## WHAT THIS TASK INVOLVES
Only the lines that include "text" should be copied from the data below.

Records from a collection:

----------------

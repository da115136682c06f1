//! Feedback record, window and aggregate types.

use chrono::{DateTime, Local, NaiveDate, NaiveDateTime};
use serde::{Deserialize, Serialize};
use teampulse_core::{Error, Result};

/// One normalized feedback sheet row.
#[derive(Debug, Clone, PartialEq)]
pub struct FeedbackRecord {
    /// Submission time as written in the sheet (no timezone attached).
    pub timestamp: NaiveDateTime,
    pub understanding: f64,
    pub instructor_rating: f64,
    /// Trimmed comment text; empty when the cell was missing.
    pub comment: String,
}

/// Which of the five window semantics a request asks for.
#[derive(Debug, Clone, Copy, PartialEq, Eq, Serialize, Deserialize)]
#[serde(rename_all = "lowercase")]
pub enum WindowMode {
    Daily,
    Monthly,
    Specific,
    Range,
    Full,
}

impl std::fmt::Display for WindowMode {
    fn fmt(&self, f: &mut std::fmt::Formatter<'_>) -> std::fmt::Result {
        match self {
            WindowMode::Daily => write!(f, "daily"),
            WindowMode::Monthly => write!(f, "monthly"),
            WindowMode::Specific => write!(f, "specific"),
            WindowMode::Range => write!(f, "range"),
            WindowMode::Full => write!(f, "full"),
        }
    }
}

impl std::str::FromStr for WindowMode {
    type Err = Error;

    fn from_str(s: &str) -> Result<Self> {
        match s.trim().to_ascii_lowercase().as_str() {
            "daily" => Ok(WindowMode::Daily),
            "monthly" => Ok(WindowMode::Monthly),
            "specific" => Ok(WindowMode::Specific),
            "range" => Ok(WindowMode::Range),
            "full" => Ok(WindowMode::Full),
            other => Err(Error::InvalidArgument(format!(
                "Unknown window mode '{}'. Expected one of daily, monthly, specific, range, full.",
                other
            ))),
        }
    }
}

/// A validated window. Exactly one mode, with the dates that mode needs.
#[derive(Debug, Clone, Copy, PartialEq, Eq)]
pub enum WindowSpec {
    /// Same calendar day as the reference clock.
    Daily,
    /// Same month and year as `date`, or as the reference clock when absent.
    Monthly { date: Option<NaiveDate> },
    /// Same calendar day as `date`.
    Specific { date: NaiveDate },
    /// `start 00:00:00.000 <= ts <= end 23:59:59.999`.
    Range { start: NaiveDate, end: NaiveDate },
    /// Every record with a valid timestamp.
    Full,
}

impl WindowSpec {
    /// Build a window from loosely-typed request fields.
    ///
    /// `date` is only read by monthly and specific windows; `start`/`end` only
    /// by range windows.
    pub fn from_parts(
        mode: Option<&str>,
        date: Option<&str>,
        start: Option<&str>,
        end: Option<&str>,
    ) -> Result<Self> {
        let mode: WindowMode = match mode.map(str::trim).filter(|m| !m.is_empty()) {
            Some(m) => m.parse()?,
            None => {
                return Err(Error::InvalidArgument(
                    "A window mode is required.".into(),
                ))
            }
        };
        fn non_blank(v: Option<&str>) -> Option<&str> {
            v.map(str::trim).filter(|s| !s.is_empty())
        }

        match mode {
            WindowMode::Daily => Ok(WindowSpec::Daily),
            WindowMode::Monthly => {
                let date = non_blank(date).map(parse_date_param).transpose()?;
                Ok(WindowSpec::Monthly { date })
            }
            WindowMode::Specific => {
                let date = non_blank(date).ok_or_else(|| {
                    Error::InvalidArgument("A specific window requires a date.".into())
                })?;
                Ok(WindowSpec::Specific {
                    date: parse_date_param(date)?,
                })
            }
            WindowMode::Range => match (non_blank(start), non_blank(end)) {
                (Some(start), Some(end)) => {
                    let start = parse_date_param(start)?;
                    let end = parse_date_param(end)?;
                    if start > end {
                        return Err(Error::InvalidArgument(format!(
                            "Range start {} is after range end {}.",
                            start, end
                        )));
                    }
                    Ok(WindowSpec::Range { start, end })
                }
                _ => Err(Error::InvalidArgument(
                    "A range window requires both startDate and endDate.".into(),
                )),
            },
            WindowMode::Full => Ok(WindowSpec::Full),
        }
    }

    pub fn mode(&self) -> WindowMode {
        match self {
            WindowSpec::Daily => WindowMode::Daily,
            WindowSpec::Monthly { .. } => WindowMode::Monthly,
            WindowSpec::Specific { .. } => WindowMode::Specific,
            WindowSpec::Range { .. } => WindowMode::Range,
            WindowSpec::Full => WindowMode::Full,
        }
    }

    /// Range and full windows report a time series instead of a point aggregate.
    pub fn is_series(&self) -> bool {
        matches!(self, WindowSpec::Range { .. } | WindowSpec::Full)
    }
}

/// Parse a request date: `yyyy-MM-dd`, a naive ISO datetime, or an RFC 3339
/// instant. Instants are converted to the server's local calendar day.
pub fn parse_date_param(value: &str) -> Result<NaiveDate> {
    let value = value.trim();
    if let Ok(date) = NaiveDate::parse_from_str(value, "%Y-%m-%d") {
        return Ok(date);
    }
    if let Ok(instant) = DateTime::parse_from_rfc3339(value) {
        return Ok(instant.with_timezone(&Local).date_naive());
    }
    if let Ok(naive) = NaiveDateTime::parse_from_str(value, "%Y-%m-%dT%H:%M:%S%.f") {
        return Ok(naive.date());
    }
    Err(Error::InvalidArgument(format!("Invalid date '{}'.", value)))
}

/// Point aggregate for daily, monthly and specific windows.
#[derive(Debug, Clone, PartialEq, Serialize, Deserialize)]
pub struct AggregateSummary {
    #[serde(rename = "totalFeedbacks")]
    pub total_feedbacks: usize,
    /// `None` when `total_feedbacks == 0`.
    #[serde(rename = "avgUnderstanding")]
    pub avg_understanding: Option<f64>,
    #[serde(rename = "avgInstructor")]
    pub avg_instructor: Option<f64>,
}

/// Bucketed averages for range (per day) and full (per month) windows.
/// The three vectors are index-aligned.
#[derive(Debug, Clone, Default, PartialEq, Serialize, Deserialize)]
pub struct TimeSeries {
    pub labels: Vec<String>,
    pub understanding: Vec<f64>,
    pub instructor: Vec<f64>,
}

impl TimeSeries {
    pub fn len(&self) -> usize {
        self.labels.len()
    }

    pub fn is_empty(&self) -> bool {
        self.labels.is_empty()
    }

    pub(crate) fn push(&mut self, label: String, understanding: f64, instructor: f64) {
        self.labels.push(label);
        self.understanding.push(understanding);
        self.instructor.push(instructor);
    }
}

----------------

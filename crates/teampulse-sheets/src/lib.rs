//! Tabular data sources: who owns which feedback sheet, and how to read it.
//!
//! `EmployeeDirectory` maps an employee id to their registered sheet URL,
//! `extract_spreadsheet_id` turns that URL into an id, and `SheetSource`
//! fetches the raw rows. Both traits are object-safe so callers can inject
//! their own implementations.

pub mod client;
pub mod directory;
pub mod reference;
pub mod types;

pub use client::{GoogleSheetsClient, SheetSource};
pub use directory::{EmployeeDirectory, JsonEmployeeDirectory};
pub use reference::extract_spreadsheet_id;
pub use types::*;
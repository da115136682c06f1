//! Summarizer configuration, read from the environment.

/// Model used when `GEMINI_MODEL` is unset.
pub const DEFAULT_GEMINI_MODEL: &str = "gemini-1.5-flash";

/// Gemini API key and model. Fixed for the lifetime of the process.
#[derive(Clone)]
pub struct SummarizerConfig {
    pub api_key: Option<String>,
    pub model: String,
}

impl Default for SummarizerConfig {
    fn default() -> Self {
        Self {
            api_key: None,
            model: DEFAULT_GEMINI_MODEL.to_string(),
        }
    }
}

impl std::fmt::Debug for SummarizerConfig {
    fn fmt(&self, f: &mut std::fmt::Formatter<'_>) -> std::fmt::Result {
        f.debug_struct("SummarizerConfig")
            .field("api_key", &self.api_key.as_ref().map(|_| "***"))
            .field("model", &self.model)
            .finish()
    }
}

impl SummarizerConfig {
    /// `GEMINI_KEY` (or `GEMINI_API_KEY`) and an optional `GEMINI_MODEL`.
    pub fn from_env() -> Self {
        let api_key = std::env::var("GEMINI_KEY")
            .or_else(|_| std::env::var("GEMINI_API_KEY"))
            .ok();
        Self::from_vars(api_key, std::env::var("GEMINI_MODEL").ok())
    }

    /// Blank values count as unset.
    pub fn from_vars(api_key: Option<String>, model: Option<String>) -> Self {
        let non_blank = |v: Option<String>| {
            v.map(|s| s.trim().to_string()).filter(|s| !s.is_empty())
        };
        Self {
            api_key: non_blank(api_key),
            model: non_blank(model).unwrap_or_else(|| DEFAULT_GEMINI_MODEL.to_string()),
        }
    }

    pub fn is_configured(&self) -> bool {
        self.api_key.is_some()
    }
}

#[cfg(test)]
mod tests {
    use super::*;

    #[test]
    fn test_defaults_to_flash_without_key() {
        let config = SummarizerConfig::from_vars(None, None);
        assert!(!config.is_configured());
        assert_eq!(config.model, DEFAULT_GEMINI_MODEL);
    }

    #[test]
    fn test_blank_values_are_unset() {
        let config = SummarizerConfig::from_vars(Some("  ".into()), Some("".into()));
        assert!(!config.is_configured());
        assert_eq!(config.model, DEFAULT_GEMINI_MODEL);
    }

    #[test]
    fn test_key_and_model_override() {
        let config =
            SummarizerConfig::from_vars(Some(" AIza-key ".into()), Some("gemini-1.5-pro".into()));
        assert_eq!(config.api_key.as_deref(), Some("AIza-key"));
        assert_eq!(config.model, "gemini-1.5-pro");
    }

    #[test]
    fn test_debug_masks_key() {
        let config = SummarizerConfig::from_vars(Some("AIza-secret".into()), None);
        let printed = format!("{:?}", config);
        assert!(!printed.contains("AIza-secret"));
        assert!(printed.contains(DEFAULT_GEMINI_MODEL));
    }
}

----------------

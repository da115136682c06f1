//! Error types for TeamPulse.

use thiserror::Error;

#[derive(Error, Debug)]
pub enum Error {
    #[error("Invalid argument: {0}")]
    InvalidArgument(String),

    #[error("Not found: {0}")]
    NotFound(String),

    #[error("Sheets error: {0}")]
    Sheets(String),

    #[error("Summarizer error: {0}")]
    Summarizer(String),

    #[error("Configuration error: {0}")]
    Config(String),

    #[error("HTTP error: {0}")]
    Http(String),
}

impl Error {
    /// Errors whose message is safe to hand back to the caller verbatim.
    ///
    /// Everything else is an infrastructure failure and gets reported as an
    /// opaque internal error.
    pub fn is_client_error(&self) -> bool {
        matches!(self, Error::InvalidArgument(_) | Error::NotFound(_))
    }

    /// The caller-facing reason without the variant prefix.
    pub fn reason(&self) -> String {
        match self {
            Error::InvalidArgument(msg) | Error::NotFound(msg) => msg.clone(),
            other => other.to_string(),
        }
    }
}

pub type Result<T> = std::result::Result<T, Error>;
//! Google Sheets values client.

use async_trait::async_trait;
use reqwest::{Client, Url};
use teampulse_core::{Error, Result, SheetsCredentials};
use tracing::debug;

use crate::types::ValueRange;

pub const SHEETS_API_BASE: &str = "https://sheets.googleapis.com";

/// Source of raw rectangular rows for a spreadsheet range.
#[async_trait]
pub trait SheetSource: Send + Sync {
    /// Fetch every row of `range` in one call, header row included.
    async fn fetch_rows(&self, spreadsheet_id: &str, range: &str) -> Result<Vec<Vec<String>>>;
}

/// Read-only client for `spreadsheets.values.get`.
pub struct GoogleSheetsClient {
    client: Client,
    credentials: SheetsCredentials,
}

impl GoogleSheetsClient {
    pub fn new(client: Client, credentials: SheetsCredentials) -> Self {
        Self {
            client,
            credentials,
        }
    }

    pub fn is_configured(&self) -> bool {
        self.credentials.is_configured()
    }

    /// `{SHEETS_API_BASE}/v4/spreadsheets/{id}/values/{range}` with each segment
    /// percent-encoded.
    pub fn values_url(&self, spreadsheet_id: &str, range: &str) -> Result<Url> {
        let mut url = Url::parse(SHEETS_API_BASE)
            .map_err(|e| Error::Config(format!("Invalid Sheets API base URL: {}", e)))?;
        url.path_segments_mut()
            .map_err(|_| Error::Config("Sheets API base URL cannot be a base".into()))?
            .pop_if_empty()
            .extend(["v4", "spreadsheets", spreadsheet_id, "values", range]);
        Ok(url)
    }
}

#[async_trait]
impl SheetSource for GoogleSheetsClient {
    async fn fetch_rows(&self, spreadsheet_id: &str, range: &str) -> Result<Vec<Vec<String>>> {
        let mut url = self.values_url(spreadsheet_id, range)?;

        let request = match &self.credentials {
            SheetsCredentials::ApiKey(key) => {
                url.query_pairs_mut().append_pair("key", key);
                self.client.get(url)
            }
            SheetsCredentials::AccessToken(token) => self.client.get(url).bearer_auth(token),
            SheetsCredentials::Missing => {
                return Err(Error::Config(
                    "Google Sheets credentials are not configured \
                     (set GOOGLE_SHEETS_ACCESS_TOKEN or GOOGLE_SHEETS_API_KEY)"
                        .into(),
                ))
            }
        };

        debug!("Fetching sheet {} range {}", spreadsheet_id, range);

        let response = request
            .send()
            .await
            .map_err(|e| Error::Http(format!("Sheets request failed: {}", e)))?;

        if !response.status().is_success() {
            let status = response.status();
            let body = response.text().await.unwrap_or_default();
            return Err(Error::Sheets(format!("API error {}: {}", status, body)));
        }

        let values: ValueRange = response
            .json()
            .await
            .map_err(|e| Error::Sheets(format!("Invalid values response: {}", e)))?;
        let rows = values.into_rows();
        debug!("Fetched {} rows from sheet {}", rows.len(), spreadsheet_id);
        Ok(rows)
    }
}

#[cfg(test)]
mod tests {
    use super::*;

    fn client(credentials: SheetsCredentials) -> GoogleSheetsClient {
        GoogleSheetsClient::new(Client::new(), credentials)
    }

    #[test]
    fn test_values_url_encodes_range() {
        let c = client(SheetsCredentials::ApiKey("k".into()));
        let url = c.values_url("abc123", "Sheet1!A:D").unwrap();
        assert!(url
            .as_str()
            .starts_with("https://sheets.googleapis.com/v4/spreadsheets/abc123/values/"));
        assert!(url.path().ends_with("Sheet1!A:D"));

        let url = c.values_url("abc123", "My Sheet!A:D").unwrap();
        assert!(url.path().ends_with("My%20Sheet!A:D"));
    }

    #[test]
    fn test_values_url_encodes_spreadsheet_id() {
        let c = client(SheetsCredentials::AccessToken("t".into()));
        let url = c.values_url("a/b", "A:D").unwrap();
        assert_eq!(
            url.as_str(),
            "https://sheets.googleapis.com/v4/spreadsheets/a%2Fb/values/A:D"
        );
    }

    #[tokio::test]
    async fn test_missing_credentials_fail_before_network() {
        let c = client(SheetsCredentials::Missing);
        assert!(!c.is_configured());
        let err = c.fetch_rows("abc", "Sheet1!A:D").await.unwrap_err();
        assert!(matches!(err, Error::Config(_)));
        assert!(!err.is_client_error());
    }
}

----------------

## ANSWER TO THE PROBLEM
    /// Trimmed comment text; empty when the cell was missing.
            let body = response.text().await.unwrap_or_default();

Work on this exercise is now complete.